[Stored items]
::::
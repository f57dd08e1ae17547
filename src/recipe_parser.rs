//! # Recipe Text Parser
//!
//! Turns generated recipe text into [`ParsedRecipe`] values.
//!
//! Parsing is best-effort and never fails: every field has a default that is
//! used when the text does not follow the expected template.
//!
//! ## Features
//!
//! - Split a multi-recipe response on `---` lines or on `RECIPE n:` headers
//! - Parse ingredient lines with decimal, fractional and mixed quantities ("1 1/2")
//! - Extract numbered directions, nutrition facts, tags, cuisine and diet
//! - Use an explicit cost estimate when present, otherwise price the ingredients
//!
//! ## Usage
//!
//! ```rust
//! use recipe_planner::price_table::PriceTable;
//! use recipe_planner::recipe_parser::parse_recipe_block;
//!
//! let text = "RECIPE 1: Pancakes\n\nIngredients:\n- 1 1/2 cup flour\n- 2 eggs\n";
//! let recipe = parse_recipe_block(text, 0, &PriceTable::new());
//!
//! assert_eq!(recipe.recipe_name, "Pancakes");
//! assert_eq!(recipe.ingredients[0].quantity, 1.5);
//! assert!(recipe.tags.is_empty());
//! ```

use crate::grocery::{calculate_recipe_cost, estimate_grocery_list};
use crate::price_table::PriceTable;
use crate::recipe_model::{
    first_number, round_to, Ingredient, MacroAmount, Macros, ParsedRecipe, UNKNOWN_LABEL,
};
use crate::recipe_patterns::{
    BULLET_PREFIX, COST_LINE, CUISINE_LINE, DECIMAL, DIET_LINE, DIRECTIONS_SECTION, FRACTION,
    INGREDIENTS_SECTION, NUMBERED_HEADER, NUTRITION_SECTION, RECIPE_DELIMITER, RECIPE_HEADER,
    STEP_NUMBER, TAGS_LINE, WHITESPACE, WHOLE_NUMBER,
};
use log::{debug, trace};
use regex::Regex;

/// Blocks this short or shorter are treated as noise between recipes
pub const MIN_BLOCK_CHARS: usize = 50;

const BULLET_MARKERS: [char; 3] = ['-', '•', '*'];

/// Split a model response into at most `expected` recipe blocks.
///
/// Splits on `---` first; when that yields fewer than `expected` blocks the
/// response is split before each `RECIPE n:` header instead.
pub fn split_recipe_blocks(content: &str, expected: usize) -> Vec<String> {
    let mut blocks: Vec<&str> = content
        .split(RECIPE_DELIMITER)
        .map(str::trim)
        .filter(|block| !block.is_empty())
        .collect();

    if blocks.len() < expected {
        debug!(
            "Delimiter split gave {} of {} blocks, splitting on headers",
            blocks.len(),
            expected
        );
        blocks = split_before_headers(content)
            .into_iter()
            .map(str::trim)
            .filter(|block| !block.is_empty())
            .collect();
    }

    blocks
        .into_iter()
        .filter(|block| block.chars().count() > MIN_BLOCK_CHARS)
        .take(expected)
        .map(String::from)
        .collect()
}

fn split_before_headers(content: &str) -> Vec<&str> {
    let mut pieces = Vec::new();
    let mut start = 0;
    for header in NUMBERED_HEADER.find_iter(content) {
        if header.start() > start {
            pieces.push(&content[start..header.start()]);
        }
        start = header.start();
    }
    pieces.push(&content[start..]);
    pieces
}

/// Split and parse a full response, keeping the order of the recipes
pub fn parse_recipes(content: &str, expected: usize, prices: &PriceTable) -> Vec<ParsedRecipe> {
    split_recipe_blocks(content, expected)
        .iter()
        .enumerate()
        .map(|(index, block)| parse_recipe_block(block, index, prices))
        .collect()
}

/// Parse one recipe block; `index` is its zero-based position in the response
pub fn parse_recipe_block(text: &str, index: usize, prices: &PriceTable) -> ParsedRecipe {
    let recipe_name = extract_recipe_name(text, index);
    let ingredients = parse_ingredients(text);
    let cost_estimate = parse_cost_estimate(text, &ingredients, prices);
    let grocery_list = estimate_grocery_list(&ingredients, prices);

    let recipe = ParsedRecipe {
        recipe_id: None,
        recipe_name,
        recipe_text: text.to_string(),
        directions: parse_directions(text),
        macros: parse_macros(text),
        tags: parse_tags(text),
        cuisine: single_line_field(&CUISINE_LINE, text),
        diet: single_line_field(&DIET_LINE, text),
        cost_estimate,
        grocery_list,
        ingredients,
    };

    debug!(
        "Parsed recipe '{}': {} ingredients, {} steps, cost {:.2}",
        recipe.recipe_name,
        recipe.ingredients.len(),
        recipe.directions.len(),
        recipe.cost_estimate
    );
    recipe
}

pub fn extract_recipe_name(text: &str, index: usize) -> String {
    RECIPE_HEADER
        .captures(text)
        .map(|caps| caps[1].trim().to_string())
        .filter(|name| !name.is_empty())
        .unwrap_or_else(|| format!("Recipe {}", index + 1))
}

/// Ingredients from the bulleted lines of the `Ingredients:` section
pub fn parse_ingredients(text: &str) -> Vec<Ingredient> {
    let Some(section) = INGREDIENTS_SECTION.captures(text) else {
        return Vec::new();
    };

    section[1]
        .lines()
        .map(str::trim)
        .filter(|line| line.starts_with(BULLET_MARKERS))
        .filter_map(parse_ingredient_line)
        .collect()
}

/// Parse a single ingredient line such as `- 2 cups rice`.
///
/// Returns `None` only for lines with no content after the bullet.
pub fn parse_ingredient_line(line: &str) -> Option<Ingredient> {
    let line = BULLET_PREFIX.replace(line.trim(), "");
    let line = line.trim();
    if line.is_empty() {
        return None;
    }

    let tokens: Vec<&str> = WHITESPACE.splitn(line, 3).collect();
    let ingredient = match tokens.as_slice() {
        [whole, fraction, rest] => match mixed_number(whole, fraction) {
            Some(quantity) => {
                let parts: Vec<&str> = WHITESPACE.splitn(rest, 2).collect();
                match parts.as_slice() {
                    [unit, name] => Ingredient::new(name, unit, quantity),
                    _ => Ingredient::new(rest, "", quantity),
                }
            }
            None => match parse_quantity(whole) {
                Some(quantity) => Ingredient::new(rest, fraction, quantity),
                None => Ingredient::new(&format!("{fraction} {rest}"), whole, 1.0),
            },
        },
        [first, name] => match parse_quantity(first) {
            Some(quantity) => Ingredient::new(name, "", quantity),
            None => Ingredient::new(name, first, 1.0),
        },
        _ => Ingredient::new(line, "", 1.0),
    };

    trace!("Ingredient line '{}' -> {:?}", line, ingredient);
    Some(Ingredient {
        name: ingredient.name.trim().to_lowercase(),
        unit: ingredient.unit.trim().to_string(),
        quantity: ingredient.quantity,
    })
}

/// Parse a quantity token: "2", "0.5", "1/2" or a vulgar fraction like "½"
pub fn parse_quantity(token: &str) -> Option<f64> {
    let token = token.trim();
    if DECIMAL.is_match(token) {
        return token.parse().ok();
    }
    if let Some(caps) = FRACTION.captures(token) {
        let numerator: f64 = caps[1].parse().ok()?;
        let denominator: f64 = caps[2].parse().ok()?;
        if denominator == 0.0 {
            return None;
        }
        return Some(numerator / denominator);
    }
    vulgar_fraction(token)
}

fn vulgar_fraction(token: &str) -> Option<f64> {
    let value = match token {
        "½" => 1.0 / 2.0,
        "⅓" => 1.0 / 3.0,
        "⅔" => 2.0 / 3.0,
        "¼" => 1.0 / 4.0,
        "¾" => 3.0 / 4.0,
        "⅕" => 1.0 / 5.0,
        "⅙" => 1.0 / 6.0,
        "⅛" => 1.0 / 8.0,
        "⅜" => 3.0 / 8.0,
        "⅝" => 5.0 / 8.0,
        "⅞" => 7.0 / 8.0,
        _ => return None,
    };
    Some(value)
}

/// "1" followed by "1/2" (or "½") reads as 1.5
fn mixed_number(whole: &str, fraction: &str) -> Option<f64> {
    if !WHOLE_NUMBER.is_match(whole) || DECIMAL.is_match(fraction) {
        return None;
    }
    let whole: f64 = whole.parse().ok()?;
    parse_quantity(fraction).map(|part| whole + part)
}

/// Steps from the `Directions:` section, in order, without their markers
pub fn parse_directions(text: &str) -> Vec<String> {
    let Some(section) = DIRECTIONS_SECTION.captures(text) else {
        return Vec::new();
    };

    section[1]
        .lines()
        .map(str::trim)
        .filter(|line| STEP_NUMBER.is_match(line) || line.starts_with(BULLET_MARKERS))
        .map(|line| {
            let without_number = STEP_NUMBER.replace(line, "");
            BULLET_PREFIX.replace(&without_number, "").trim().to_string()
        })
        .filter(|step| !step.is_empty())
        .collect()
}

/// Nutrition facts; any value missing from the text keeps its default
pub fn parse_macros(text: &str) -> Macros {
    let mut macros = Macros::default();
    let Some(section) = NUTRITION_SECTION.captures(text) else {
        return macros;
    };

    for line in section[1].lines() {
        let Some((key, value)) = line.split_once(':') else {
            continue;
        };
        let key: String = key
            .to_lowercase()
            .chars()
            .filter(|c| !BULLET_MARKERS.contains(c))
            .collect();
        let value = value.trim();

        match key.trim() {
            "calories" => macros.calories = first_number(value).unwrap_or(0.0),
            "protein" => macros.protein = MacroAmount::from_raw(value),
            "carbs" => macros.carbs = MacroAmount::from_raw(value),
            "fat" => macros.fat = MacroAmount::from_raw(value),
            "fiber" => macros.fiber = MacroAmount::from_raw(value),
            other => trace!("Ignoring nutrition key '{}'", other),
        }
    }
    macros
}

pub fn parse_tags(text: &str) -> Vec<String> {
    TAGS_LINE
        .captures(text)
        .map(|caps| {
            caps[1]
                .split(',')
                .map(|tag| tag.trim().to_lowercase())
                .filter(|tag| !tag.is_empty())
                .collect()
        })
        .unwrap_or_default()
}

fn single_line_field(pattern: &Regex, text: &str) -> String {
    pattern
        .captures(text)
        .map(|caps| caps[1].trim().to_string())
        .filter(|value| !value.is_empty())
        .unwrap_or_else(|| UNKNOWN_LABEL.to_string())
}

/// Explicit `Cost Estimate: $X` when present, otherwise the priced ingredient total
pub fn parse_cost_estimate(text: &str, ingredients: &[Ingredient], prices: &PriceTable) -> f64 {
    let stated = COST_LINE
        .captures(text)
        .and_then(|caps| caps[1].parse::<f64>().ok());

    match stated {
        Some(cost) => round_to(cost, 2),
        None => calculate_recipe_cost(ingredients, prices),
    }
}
::::
§ **What you have to do**:
Using the entries above, tally every line that holds the word "push". Answer with that number only.

§ **Response area**:
2